News

Georgia conflict set to derail US-Russian civilian nuclear pact, providing environmental silver lining in tragic bloodshed

Nils Bøhmer/Bellona

Publish date: August 28, 2008

Written by: Charles Digges

The Bush Administration plans to put a high profile civilan nuclear agreement with Russia on hold over Moscow’s conflict, officials said, and the Kremlin itself has urged that the lucrative deal be shelved until tempers cool.

On its surface, the pact between the world’s two biggest nuclear powers is aimed at opening up the booming US nuclear market and Russia’s vast uranium fields to firms from both countries by removing Cold War-era restrictions. But it also includes many environmentally devastating proposals that would impact the population of Russia, which have been given scant attention.

Ironically, the Russian incursion into Georgia has something of an environmental silver lining.

US officials expect Condoleezza Rice, US secretary of state, to recommend that Bush recall the civil nuclear cooperation agreement from Congress in the wake the Georgian conflict.

"At this point, it’s dead," a congressional staffer said.

The cooperation agreement  – called the 123 Agreement as it falls under section 123 of the US Atomic Energy Act – will therefore prove to be one of the most visible victims in the souring of relations between Washington and Moscow since hostilities broke out over the break away Georgian regions of Abkhazia and South Ossetia on April 6th. The Russia government this week recognized the two republics as sovereign nations.

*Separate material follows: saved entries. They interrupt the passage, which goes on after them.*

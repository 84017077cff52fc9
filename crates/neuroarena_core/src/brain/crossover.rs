use super::topology;
use neuroarena_data::NeuralNetwork;
use rand::Rng;

/// Picks every parameter from one parent or the other with equal odds.
///
/// Parents with different architectures cannot be mixed; the first parent is
/// returned unchanged in that case.
pub fn network_crossover_with_rng<R: Rng>(
    network: &NeuralNetwork,
    other: &NeuralNetwork,
    rng: &mut R,
) -> NeuralNetwork {
    let a = topology::flatten(network);
    let b = topology::flatten(other);
    if a.len() != b.len() || network.hidden != other.hidden {
        return network.clone();
    }

    let mixed: Vec<f32> = a
        .iter()
        .zip(&b)
        .map(|(&wa, &wb)| if rng.gen_bool(0.5) { wa } else { wb })
        .collect();

    let mut child = network.clone();
    // Lengths were checked above.
    if topology::unflatten(&mut child, &mixed).is_err() {
        return network.clone();
    }
    child
}

#[cfg(test)]
mod tests {
    use super::*;
    use rand::SeedableRng;
    use rand_chacha::ChaCha8Rng;

    #[test]
    fn test_child_weights_come_from_parents() {
        let mut rng = ChaCha8Rng::seed_from_u64(9);
        let mut a = NeuralNetwork::zeroed(4, &[3], 2);
        let mut b = a.clone();
        let n = a.weight_count();
        topology::unflatten(&mut a, &vec![1.0; n]).unwrap();
        topology::unflatten(&mut b, &vec![-1.0; n]).unwrap();

        let child = network_crossover_with_rng(&a, &b, &mut rng);
        let weights = topology::flatten(&child);
        assert!(weights.iter().all(|&w| w == 1.0 || w == -1.0));
        assert!(weights.contains(&1.0) && weights.contains(&-1.0));
    }

    #[test]
    fn test_mismatched_architectures_return_first_parent() {
        let mut rng = ChaCha8Rng::seed_from_u64(1);
        let a = NeuralNetwork::zeroed(4, &[3], 2);
        let b = NeuralNetwork::zeroed(4, &[5], 2);
        assert_eq!(network_crossover_with_rng(&a, &b, &mut rng), a);
    }
}
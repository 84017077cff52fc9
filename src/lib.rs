pub mod app;
pub mod model;

pub use app::{App, RunOptions, RunSummary};
pub use neuroarena_core::{Result, SimError, World};
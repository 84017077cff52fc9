//! Core data structures for the neuroarena simulation.

pub mod brain;
pub mod entity;
pub mod food;
pub mod stats;
pub mod traits;
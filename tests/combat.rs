mod common;

use common::{AgentBuilder, WorldBuilder};
use neuroarena_lib::model::data::{FoodKind, Species};
use neuroarena_lib::model::history::{LiveEvent, MemoryLog};

fn duel(prey_energy: Option<f64>, prey_fitness: f64, kills: u32) -> neuroarena_lib::World {
    let predator = AgentBuilder::new(1, Species::Predator)
        .at(200.0, 200.0)
        .kills(kills)
        .build();
    let gap = predator.stats.body_radius * 2.0 + 2.0;
    let mut prey = AgentBuilder::new(2, Species::Prey)
        .at(200.0 + gap, 200.0)
        .fitness(prey_fitness);
    if let Some(energy) = prey_energy {
        prey = prey.energy(energy);
    }
    WorldBuilder::new()
        .with_agent(predator)
        .with_agent(prey.build())
        .without_obstacles()
        .without_food()
        .build()
}

#[test]
fn test_attack_deals_exact_power_and_starts_cooldown() {
    let mut world = duel(None, 0.0, 0);
    let power = world.agents[0].stats.attack_power;
    let cooldown = world.agents[0].stats.attack_cooldown_ticks;
    let prey_before = world.agents[1].energy;
    assert!(power > 0.0);

    world.step_agent(0);

    assert_eq!(world.agents[1].energy, prey_before - power);
    assert!(world.agents[1].is_alive());
    assert_eq!(world.agents[0].attack_cooldown, cooldown);
    assert_eq!(world.agents[0].kills, 0);
}

#[test]
fn test_cooldown_blocks_second_strike() {
    let mut world = duel(None, 0.0, 0);
    world.step_agent(0);
    let after_first = world.agents[1].energy;

    world.step_agent(0);
    assert_eq!(world.agents[1].energy, after_first);
    let cooldown = world.agents[0].stats.attack_cooldown_ticks;
    assert_eq!(world.agents[0].attack_cooldown, cooldown - 1.0);
}

#[test]
fn test_kill_rewards_and_hunted_meat() {
    let mut world = duel(Some(1.0), 40.0, 2);
    let log = MemoryLog::new();
    world.set_logger(Box::new(log.clone()));
    let victim_pos = (world.agents[1].x, world.agents[1].y);
    let victim_max = world.agents[1].stats.max_energy;

    world.step_agent(0);

    let predator = &world.agents[0];
    let victim = &world.agents[1];
    assert!(!victim.is_alive());
    assert!(victim.killed);
    assert_eq!(predator.kills, 3);

    let expected = 150.0 + 0.5 * 40.0 + 20.0 * 2.0 + world.config.agent.passive_fitness;
    assert!(
        (predator.fitness - expected).abs() < 1e-9,
        "fitness {} != {}",
        predator.fitness,
        expected
    );

    let meat: Vec<_> = world
        .food
        .iter()
        .filter(|f| f.kind == FoodKind::Meat)
        .collect();
    assert_eq!(meat.len(), 1);
    assert_eq!((meat[0].x, meat[0].y), victim_pos);
    assert_eq!(meat[0].decay, Some(800));
    assert!(meat[0].hunted);
    assert!((meat[0].energy - 0.5 * victim_max).abs() < 1e-9);

    let events = log.events();
    assert!(events
        .iter()
        .any(|e| matches!(e, LiveEvent::Kill { killer, victim, .. } if *killer == 1 && *victim == 2)));
    assert!(events.iter().any(|e| matches!(e, LiveEvent::Death { id, .. } if *id == 2)));
}

#[test]
fn test_killed_prey_leaves_no_starvation_carcass() {
    let mut world = duel(Some(1.0), 0.0, 0);
    world.update();

    let meat: Vec<_> = world
        .food
        .iter()
        .filter(|f| f.kind == FoodKind::Meat && f.hunted)
        .collect();
    assert_eq!(meat.len(), 1);
    assert!(world
        .food
        .iter()
        .all(|f| f.kind != FoodKind::Meat || f.hunted || f.decay != Some(300)));
}

#[test]
fn test_prey_never_attacks() {
    let predator = AgentBuilder::new(1, Species::Predator).at(226.0, 200.0).build();
    let prey = AgentBuilder::new(2, Species::Prey).at(200.0, 200.0).build();
    let mut world = WorldBuilder::new()
        .with_agent(prey)
        .with_agent(predator)
        .without_obstacles()
        .without_food()
        .build();
    let before = world.agents[1].energy;

    world.step_agent(0);
    assert_eq!(world.agents[1].energy, before);
}

#[test]
fn test_brain_attack_intent_strikes_beyond_auto_margin() {
    let predator = AgentBuilder::new(1, Species::Predator).at(200.0, 200.0).build();
    // Gap of 8 between bodies: too far for an automatic strike, within reach.
    let distance = predator.stats.body_radius * 2.0 + 8.0;
    let prey = AgentBuilder::new(2, Species::Prey)
        .at(200.0 + distance, 200.0)
        .build();
    let mut world = WorldBuilder::new()
        .with_agent(predator)
        .with_agent(prey)
        .without_obstacles()
        .without_food()
        .build();
    let before = world.agents[1].energy;

    world.step_agent(0);
    assert_eq!(world.agents[1].energy, before);

    world.agents[0].attack_cooldown = 0.0;
    // Output 3 is the attack intent; tanh(2.0) is well above the threshold.
    if let Some(output) = world.agents[0].brain.layers.last_mut() {
        output.biases[3] = 2.0;
    }
    world.step_agent(0);
    let power = world.agents[0].stats.attack_power;
    assert_eq!(world.agents[1].energy, before - power);
}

Both sides have said the passage of the 123 agreement is crucial to the Global Nuclear Energy Partnership, which the United States and Russia have discussed for more than a year as a way to expand peaceful nuclear energy development and mitigate proliferation risks.

bodytextimage_bodytextimage_047_South_Ossetia_war-1.-1.-1..JPG Photo: wikimedia commons

The move to ice the nuclear pact darkens prospects for bilateral cooperation between the two countries particularly in the area of civilian nuclear safety and fuel production.

Russian nuclear officials were grumbling Wednesday about the stalling of the pact. The deal was signed in May but needs approval from US Congress. A Russian official told Bellona Web it would be better for the deal to be delayed until next year to prevent it being blocked.

"It is a shame that the U.S. administration could not push this agreement through Congress in the time there was," the Russian official said.

"If you take into account the recent political events, Congress is unlikely to pass it, so to avoid it being blocked it would be right and proper to recall it and let it be looked at by the new administration."

Many in Washington had hoped the pact would help the United States gain some leverage through Moscow over Iran’s nuclear programme, which Russia have helped promote by building the Bushehr reactor, putting the Kremlin in a unique position to ease tensions.

Even US presidential candidates Barack Obama and John McCain has built some elements of the cooperation pact into their own prospective programmes for collaborating on arms control and nonproliferation initiatives.

One of the pact’s major provisions that will be torpedoed – at least until tensions cools, say officials – is the construction of an international uranium fuel bank in Angarsk, Russia with the help of US congressional and private funding. US Congress has pledged $50 million dollars toward its completion as a matching grant from the Nuclear Threat Initiative, a Washington-based nonproliferation NGO, which was provided its financing by US tycoon Warren Buffet.

Norway, too, has posted $5 million toward the project.

The purpose of the fuel bank, which has received broad international political support, is to provide countries that wish to pursue nuclear energy, but who have no native uranium enrichment capabilities, with fuel. The less obvious purpose is for the United States to have a hand in winnowing the centre’s client list to cut off possibly hostile nations from cultivating nuclear programmes.

But US efforts to cut a check for the project were on hold as of Wednesday, according to the congressional staffer, who asked to speak confidentially as he is not authorized to speak to the media on the subject.

“There is a lot of money that is currently going nowhere,” he said.

Another of the pact’s provisions that will be shelved or sunk is Washington’s promise to allow shipments of US controlled spent nuclear fuel – which constitutes some 80 percent of the world’s spent fuel – to Russia for storage and reprocessing, something Moscow has coveted for more than a decade.

With more than 15,000 tons of spent nuclear fuel already languishing in interim storage and space growing short, however, it is impossible to say where this radioactive bonanza would be stored.